A richly illustrated sketchbook that documents the techniques, equipment, and daily life of traditional whaling through detailed plates and diagrams. Sequential images and captions depict fitting out, sail handling, whaleboats, harpooning and lancing, the struggle of the chase, cutting-in and rendering blubber, shipboard trades and tools, and shore activities such as gams and recruiting. A foreword frames the material by contrasting the romantic image of sail whaling with mechanized modern whaling, while the artwork emphasizes technical accuracy, danger, and the labor and culture of the whalemen.

WHALES

1—SPERM WHALE. This whale was long avoided by the early whalemen before means were perfected to meet his wary and pugnacious character.

A large sperm whale would measure sixty-five feet and give eighty barrels of oil.
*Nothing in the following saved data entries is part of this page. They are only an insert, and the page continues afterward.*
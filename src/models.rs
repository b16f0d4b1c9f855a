use bytes::Bytes;
use serde::{Deserialize, Serialize};
use std::fmt;
use std::io;
use std::ops::Range;
use std::path::{Path, PathBuf};
use std::time::UNIX_EPOCH;
use tokio::io::{AsyncReadExt, AsyncSeekExt, SeekFrom};

/// Where the bytes of a file live. Cheap to clone; the underlying file is shared.
#[derive(Clone)]
pub enum FileHandle {
    Path(PathBuf),
    Memory(Bytes),
}

impl FileHandle {
    /// Reads `range` from the file. The range must lie within the file.
    pub async fn read_range(&self, range: Range<u64>) -> io::Result<Vec<u8>> {
        let len = (range.end - range.start) as usize;
        match self {
            FileHandle::Path(path) => {
                let mut file = tokio::fs::File::open(path).await?;
                file.seek(SeekFrom::Start(range.start)).await?;
                let mut buf = vec![0u8; len];
                file.read_exact(&mut buf).await?;
                Ok(buf)
            }
            FileHandle::Memory(data) => data
                .get(range.start as usize..range.end as usize)
                .map(|slice| slice.to_vec())
                .ok_or_else(|| {
                    io::Error::new(io::ErrorKind::UnexpectedEof, "range outside of file")
                }),
        }
    }
}

impl fmt::Debug for FileHandle {
    fn fmt(&self, f: &mut fmt::Formatter<'_>) -> fmt::Result {
        match self {
            FileHandle::Path(path) => f.debug_tuple("Path").field(path).finish(),
            FileHandle::Memory(data) => write!(f, "Memory({} bytes)", data.len()),
        }
    }
}

/// A file offered for intake, before it is tracked.
#[derive(Debug, Clone)]
pub struct FileCandidate {
    pub name: String,
    pub size: u64,
    pub mime_type: String,
    /// Milliseconds since the Unix epoch.
    pub last_modified: u64,
    pub handle: FileHandle,
}

impl FileCandidate {
    pub async fn from_path(path: &Path) -> io::Result<Self> {
        let metadata = tokio::fs::metadata(path).await?;
        if !metadata.is_file() {
            return Err(io::Error::new(
                io::ErrorKind::InvalidInput,
                format!("not a regular file: {}", path.display()),
            ));
        }

        let name = path
            .file_name()
            .map(|n| n.to_string_lossy().into_owned())
            .unwrap_or_default();
        let last_modified = metadata
            .modified()
            .ok()
            .and_then(|t| t.duration_since(UNIX_EPOCH).ok())
            .map(|d| d.as_millis() as u64)
            .unwrap_or(0);
        let mime_type = mime_guess::from_path(path)
            .first()
            .map(|m| m.to_string())
            .unwrap_or_default();

        Ok(Self {
            name,
            size: metadata.len(),
            mime_type,
            last_modified,
            handle: FileHandle::Path(path.to_path_buf()),
        })
    }

    pub fn from_bytes(
        name: impl Into<String>,
        mime_type: impl Into<String>,
        last_modified: u64,
        data: Vec<u8>,
    ) -> Self {
        Self {
            name: name.into(),
            size: data.len() as u64,
            mime_type: mime_type.into(),
            last_modified,
            handle: FileHandle::Memory(data.into()),
        }
    }
}

#[derive(Debug, Clone, Copy, PartialEq, Eq, Serialize, Deserialize)]
#[serde(rename_all = "lowercase")]
pub enum UploadStatus {
    Pending,
    Uploading,
    Success,
    Error,
    Cancelled,
}

impl UploadStatus {
    pub fn is_terminal(self) -> bool {
        matches!(
            self,
            UploadStatus::Success | UploadStatus::Error | UploadStatus::Cancelled
        )
    }

    pub fn label(self) -> &'static str {
        match self {
            UploadStatus::Pending => "Waiting",
            UploadStatus::Uploading => "Uploading",
            UploadStatus::Success => "Done",
            UploadStatus::Error => "Failed",
            UploadStatus::Cancelled => "Cancelled",
        }
    }
}

impl fmt::Display for UploadStatus {
    fn fmt(&self, f: &mut fmt::Formatter<'_>) -> fmt::Result {
        f.write_str(self.label())
    }
}

/// One file under management by the orchestrator.
#[derive(Debug, Clone, Serialize)]
#[serde(rename_all = "camelCase")]
pub struct TrackedFile {
    pub id: String,
    #[serde(skip)]
    pub handle: FileHandle,
    pub name: String,
    pub size: u64,
    pub mime_type: String,
    pub last_modified: u64,
    pub status: UploadStatus,
    pub progress: u8,
    #[serde(skip_serializing_if = "Option::is_none")]
    pub error: Option<String>,
    #[serde(skip_serializing_if = "Option::is_none")]
    pub remote_url: Option<String>,
    #[serde(skip_serializing_if = "Option::is_none")]
    pub chunk_index: Option<u64>,
    #[serde(skip_serializing_if = "Option::is_none")]
    pub total_chunks: Option<u64>,
    #[serde(skip_serializing_if = "Option::is_none")]
    pub folder_path: Option<String>,
}

impl TrackedFile {
    pub fn new(candidate: FileCandidate, folder_path: Option<String>) -> Self {
        Self {
            id: uuid::Uuid::new_v4().to_string(),
            handle: candidate.handle,
            name: candidate.name,
            size: candidate.size,
            mime_type: candidate.mime_type,
            last_modified: candidate.last_modified,
            status: UploadStatus::Pending,
            progress: 0,
            error: None,
            remote_url: None,
            chunk_index: None,
            total_chunks: None,
            folder_path,
        }
    }

    /// Same name, size and modification time, in the same folder.
    pub fn is_same_file(&self, other: &TrackedFile) -> bool {
        self.name == other.name
            && self.size == other.size
            && self.last_modified == other.last_modified
            && self.folder_path.as_deref().unwrap_or("")
                == other.folder_path.as_deref().unwrap_or("")
    }

    /// Name including the folder path, for display.
    pub fn display_name(&self) -> String {
        match self.folder_path.as_deref() {
            Some(folder) if !folder.is_empty() => format!("{}/{}", folder, self.name),
            _ => self.name.clone(),
        }
    }
}

#[derive(Debug, Clone, PartialEq, Eq)]
pub struct ValidationResult {
    pub valid: bool,
    pub errors: Vec<String>,
}

/// Transient user-facing message from the intake pipeline.
#[derive(Debug, Clone, PartialEq, Eq)]
pub enum Notice {
    Rejected { name: String, errors: Vec<String> },
    TooManyFiles { max_files: usize },
    ProcessingFailed,
}

impl fmt::Display for Notice {
    fn fmt(&self, f: &mut fmt::Formatter<'_>) -> fmt::Result {
        match self {
            Notice::Rejected { name, errors } => write!(f, "{}: {}", name, errors.join(", ")),
            Notice::TooManyFiles { max_files } => {
                write!(f, "At most {} files can be uploaded", max_files)
            }
            Notice::ProcessingFailed => f.write_str("Failed to process dropped files"),
        }
    }
}

/// Aggregate counts over the tracked set.
#[derive(Debug, Clone, Default, PartialEq, Eq, Serialize, Deserialize)]
#[serde(rename_all = "camelCase")]
pub struct UploadSummary {
    pub total_files: usize,
    pub total_size: u64,
    pub success_count: usize,
    pub error_count: usize,
}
Many larger ones have been taken but the average gave forty-five barrels.

Its natural food is the giant squid, which it finds at profound depths—a half mile or more.

Sperm whales are usually found in herds or “pods,” except in the case of occasional “lone bulls.”

2—RIGHT WHALE. This is the whale of the early history of the industry—docile and easy to take—whose only means of defence lay in its great tail or “flukes.” This and the Bowhead were known as “Baleen” or whalebone whales.

They feed on the surface—their food being small crustacea or “brit,” which they scoop up with open mouth and strain through the rows of baleen which hang from the upper jaw.

3—BOWHEAD WHALE. The Arctic or Greenland whale. Living in the cold waters of the high latitudes the blubber of this species is much thicker than that of Sperm or Right, one Bowhead rendering as much as three hundred barrels.

The quality of its oil, however, is much inferior to sperm oil, and for years it was hunted for its whalebone alone.